Understanding The ‘Spaceflight Treatment’ In Plant Space Biology: Experimental Practices, Metadata Workflows, And Data Re-analysis
The boundaries between targeted interventions, background factors, and confounders are concerns in all biological experimentation.
Plant space biology takes these concerns to new territories not just geographically but also epistemically because of the operational constraints of collecting data in the multi-stressor spaceflight environment.
In consequence, a central challenge in this field is the disentanglement of the various factors involved in the experiments and their tracing to biological effects on the plants. This paper characterizes the unique challenges of fundamental plant biology experiments and examines how secondary data analysis relying on metadata curation is providing novel ways to interpret, compare, and potentially integrate results obtained in these experiments.
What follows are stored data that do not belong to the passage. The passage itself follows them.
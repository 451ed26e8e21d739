//! Property tests for the signal functions.

use chrono::NaiveDate;
use proptest::prelude::*;
use stocksig::prelude::*;

fn closes_strategy(max_len: usize) -> impl Strategy<Value = Vec<f64>> {
    prop::collection::vec(1.0f64..1000.0, 0..max_len)
}

fn start_date() -> NaiveDate {
    NaiveDate::from_ymd_opt(2023, 6, 1).unwrap()
}

fn brute_force_profit(closes: &[f64]) -> f64 {
    let mut best = 0.0f64;
    for i in 0..closes.len() {
        for j in i + 1..closes.len() {
            best = best.max(closes[j] - closes[i]);
        }
    }
    best
}

proptest! {
    #[test]
    fn sma_matches_window_mean(
        closes in prop::collection::vec(prop_oneof![0.0f64..1.0, 1.0f64..1000.0, 1e6f64..1e17], 0..80),
        period in 1usize..12,
    ) {
        let out = sma(&closes, period).unwrap();
        prop_assert_eq!(out.len(), closes.len());

        for (i, value) in out.iter().enumerate() {
            if i + 1 < period {
                prop_assert!(value.is_none());
            } else {
                let window = &closes[i + 1 - period..=i];
                let mean = window.iter().sum::<f64>() / period as f64;
                let got = value.unwrap();
                prop_assert_eq!(got.to_bits(), mean.to_bits(), "index {}", i);
            }
        }
    }

    #[test]
    fn max_profit_is_optimal(closes in closes_strategy(60)) {
        match max_profit(&closes) {
            None => prop_assert!(closes.len() < 2),
            Some(window) => {
                prop_assert!(closes.len() >= 2);
                prop_assert!(window.buy_index <= window.sell_index);
                prop_assert_eq!(window.buy_price, closes[window.buy_index]);
                prop_assert_eq!(window.sell_price, closes[window.sell_index]);
                prop_assert_eq!(window.profit, window.sell_price - window.buy_price);
                prop_assert_eq!(window.profit, brute_force_profit(&closes));
            }
        }
    }

    #[test]
    fn crosses_respect_ordering(closes in closes_strategy(120), short in 1usize..6, long in 6usize..15) {
        let short_sma = sma(&closes, short).unwrap();
        let long_sma = sma(&closes, long).unwrap();
        let crosses = find_crosses(&short_sma, &long_sma).unwrap();

        for pair in crosses.windows(2) {
            prop_assert!(pair[0].index < pair[1].index);
        }
        for cross in &crosses {
            let i = cross.index;
            prop_assert!(i >= long);
            let (s, l) = (short_sma[i].unwrap(), long_sma[i].unwrap());
            let (ps, pl) = (short_sma[i - 1].unwrap(), long_sma[i - 1].unwrap());
            match cross.kind {
                CrossKind::Golden => prop_assert!(ps <= pl && s > l),
                CrossKind::Dead => prop_assert!(ps >= pl && s < l),
            }
        }
    }

    #[test]
    fn v_patterns_are_confirmed_valleys(closes in closes_strategy(80), step in 0.0f64..5.0) {
        let detector = VPatternDetector::new(step).unwrap();
        let patterns = detector.detect(&closes);

        for pair in patterns.windows(2) {
            prop_assert!(pair[0] < pair[1]);
        }
        for &i in &patterns {
            prop_assert!(i >= 2 && i + 2 < closes.len());
            prop_assert!(closes[i - 2] > closes[i - 1] && closes[i - 1] > closes[i]);
            prop_assert!(closes[i] < closes[i + 1] && closes[i + 1] < closes[i + 2]);
        }
    }

    #[test]
    fn disparity_signals_reach_threshold(closes in closes_strategy(80), period in 1usize..10, threshold in 0.5f64..20.0) {
        let avg = sma(&closes, period).unwrap();
        let detector = DisparityDetector::new(threshold).unwrap();
        let signals = detector.detect(&closes, &avg).unwrap();

        for signal in &signals {
            prop_assert!(signal.disparity.abs() >= threshold);
            prop_assert_eq!(Some(signal.sma), avg[signal.index]);
            match signal.status {
                DisparityStatus::Overbought => prop_assert!(signal.disparity > 0.0),
                DisparityStatus::Oversold => prop_assert!(signal.disparity < 0.0),
            }
        }
    }

    #[test]
    fn filter_keeps_exactly_contained_dates(
        closes in closes_strategy(60),
        from in 0u64..70,
        span in 0u64..70,
    ) {
        let series = PriceSeries::from_closes(start_date(), &closes).unwrap();
        let start = start_date().checked_add_days(chrono::Days::new(from)).unwrap();
        let end = start.checked_add_days(chrono::Days::new(span)).unwrap();
        let filter = DateFilter::new(Some(start), Some(end));

        let filtered = series.filter(&filter);
        let expected = series.points().iter().filter(|p| filter.contains(p.date)).count();
        prop_assert_eq!(filtered.len(), expected);
        prop_assert!(filtered.points().iter().all(|p| filter.contains(p.date)));
    }

    #[test]
    fn pipeline_outputs_align(closes in closes_strategy(100)) {
        let series = PriceSeries::from_closes(start_date(), &closes).unwrap();
        let bundle = AnalyzerBuilder::new().periods(3, 8).build().unwrap().analyze(&series).unwrap();

        prop_assert_eq!(bundle.points.len(), closes.len());
        prop_assert_eq!(bundle.short_sma.len(), closes.len());
        prop_assert_eq!(bundle.long_sma.len(), closes.len());
        prop_assert_eq!(bundle.max_profit.is_some(), closes.len() >= 2);
        prop_assert_eq!(bundle.data_range.total_days, closes.len());
    }
}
We propose an understanding of metadata workflows in comparative analyses of complex datasets as a form of post hoc experimental control that makes data tractable for interpretation in three ways: by providing a picture of the relevant intervening factors in experiments, refining the realm of comparison by keeping some conditions constant as background and others targets of analysis, and distinguishing between dependent and independent variables.
More broadly, we maintain that this work can be regarded as an extension of experimental practice as it restructures the empirical resources on which researchers build analyses of past experiments and can contribute to the design of future ones.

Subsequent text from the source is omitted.